Saved entries
---
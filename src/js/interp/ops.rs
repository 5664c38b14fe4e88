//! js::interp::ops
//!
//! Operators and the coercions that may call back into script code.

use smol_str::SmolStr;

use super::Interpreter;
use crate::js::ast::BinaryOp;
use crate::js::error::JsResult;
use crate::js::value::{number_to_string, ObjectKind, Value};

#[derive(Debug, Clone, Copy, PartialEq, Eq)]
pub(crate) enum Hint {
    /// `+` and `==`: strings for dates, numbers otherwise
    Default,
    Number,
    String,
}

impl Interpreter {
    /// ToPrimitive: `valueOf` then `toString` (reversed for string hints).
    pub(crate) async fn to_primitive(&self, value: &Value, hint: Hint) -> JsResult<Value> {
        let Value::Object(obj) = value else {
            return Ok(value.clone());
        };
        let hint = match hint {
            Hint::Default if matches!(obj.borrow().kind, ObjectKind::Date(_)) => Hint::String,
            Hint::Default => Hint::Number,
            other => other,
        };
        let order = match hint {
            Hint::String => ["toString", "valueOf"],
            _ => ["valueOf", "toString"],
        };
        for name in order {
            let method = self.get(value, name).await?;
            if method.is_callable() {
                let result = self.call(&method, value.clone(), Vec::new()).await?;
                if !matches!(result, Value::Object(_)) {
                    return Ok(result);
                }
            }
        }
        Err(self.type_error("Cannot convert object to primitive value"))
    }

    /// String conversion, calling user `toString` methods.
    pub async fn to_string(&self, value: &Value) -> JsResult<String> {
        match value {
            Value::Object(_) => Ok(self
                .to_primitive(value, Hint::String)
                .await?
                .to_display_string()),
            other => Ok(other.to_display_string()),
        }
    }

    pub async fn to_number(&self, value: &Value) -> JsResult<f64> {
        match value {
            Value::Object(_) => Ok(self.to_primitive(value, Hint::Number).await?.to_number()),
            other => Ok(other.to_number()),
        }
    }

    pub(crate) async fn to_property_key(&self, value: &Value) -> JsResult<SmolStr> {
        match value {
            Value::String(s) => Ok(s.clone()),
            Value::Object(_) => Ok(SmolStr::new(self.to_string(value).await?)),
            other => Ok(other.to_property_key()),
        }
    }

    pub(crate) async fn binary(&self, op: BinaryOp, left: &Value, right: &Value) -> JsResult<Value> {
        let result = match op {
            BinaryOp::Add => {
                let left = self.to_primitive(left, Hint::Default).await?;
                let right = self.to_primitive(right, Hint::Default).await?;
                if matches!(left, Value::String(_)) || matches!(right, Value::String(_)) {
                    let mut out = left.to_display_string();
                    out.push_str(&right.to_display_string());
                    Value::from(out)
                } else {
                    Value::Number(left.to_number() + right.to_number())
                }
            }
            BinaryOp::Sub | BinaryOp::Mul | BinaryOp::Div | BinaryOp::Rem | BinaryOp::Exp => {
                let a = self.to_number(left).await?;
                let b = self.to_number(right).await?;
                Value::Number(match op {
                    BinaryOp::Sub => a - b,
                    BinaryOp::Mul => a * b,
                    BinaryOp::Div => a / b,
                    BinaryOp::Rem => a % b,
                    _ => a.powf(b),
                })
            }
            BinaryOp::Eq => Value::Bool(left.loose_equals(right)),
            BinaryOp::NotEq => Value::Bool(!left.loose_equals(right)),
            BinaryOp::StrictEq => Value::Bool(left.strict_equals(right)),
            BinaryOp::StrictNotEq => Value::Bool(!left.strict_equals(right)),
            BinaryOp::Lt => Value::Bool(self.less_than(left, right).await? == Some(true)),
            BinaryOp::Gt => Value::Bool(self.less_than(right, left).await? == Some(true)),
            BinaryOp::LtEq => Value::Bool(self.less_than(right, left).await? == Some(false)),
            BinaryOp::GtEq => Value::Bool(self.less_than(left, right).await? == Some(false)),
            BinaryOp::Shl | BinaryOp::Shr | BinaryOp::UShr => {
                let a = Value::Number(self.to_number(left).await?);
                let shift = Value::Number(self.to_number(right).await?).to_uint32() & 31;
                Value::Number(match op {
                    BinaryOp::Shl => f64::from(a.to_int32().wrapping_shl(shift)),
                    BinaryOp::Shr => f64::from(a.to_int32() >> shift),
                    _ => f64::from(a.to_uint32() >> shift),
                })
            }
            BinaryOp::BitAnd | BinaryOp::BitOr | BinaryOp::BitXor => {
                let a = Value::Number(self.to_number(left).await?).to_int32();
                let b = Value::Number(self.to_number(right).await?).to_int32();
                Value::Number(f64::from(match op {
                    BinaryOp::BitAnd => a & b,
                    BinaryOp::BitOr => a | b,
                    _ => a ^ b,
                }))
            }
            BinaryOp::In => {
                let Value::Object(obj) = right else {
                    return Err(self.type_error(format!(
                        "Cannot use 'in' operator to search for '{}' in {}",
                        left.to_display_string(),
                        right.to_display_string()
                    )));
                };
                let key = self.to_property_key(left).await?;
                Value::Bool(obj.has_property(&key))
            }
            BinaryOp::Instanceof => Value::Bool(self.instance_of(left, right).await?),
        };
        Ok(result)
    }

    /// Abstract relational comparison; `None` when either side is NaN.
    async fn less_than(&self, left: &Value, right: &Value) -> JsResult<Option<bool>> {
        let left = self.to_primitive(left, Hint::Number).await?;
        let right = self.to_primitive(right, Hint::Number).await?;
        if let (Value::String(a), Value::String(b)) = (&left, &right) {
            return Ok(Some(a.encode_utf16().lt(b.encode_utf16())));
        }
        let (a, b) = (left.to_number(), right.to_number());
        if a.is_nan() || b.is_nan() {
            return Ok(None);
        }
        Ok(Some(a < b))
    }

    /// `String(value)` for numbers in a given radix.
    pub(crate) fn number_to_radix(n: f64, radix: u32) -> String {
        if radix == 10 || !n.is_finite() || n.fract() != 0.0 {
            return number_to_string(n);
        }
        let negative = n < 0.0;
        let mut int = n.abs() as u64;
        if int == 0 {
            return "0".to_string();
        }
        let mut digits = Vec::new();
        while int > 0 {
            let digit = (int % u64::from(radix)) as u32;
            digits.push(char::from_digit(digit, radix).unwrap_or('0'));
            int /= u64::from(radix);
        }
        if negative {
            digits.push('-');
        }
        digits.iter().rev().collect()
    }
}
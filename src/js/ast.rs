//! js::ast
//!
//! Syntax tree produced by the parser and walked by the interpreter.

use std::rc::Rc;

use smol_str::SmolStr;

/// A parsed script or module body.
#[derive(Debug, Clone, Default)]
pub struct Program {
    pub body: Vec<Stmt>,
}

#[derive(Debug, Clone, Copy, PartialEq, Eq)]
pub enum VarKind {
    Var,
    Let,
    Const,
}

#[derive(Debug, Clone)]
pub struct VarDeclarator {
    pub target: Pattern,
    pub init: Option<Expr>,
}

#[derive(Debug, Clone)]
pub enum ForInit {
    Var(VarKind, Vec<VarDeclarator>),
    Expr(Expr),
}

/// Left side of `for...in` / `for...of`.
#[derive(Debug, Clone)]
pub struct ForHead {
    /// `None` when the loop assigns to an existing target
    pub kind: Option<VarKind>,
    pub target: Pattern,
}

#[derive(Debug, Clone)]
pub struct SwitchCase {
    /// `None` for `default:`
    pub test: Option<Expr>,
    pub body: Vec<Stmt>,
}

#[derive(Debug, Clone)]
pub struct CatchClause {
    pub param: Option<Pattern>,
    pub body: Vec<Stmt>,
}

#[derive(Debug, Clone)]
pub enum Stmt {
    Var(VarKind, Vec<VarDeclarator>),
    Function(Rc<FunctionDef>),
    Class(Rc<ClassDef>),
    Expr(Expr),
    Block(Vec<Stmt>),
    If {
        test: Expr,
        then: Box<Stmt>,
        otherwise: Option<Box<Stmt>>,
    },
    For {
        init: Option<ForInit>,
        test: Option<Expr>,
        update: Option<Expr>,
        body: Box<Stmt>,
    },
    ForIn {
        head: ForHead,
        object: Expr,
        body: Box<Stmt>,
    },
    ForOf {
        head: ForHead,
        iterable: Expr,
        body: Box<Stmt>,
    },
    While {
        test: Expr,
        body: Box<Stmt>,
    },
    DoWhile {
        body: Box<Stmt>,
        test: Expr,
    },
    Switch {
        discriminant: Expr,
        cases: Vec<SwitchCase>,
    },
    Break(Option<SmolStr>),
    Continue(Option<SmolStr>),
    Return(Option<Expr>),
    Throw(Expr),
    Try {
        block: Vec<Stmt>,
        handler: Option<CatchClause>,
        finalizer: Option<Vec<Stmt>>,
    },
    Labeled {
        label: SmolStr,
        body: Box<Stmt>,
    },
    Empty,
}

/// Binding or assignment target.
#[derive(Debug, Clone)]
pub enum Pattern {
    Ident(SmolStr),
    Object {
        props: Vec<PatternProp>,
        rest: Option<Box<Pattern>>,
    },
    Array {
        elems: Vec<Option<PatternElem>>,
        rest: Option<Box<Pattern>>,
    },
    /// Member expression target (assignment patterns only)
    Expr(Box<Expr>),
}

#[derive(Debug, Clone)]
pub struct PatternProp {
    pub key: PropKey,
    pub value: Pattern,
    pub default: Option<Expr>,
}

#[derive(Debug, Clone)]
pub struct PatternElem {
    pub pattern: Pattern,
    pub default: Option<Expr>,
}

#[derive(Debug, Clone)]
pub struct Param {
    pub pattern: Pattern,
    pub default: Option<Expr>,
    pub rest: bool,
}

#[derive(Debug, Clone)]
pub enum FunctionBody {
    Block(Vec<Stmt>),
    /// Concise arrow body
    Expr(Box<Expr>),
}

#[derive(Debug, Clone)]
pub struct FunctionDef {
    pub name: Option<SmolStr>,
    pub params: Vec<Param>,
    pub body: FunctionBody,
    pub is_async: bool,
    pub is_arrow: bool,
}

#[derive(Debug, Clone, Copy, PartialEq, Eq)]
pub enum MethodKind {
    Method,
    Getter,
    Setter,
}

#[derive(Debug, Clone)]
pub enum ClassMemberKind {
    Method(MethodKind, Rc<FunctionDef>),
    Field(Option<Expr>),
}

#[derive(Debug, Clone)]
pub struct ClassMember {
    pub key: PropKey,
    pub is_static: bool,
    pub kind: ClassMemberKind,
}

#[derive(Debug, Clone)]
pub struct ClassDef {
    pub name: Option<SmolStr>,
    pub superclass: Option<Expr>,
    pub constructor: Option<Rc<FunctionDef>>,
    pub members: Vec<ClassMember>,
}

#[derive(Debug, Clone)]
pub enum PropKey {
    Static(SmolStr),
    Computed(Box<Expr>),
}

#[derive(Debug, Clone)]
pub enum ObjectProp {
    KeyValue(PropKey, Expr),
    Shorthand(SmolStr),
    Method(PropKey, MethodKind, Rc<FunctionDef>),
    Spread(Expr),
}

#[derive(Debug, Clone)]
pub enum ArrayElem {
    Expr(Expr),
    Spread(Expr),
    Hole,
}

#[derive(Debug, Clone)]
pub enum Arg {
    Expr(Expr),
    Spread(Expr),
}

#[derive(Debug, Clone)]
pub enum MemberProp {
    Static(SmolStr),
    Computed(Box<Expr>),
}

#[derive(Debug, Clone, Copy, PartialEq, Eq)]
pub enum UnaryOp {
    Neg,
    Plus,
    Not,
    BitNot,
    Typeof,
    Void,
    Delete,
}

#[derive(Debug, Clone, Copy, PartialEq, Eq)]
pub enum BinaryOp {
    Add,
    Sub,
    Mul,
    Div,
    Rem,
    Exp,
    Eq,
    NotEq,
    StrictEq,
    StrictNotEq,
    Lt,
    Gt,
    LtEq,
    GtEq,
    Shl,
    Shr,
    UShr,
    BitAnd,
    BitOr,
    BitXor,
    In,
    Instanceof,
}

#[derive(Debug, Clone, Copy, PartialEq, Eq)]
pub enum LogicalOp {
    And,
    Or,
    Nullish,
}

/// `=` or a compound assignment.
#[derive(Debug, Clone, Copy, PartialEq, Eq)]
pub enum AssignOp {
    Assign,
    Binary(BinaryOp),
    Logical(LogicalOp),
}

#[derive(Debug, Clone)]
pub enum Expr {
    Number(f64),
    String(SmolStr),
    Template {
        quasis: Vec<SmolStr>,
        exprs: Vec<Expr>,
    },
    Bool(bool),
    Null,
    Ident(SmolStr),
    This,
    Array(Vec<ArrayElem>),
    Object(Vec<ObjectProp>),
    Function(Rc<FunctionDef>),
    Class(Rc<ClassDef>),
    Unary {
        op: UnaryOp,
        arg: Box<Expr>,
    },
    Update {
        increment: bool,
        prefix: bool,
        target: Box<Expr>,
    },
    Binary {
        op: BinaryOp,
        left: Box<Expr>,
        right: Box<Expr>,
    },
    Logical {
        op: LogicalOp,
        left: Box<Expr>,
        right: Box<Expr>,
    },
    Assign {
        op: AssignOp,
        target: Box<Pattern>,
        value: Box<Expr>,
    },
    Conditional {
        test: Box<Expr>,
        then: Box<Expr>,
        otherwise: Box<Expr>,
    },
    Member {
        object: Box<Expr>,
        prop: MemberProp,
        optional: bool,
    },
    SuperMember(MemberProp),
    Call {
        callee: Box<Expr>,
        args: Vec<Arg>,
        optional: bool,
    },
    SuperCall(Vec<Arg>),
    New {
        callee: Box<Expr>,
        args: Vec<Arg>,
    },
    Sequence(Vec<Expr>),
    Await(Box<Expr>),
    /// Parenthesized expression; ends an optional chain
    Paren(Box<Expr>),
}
---
# WHAT YOU NEED TO DO
Find every line in the records that holds the word "PropKey", then state the count alone.

# SOLUTION TO THIS EXERCISE
5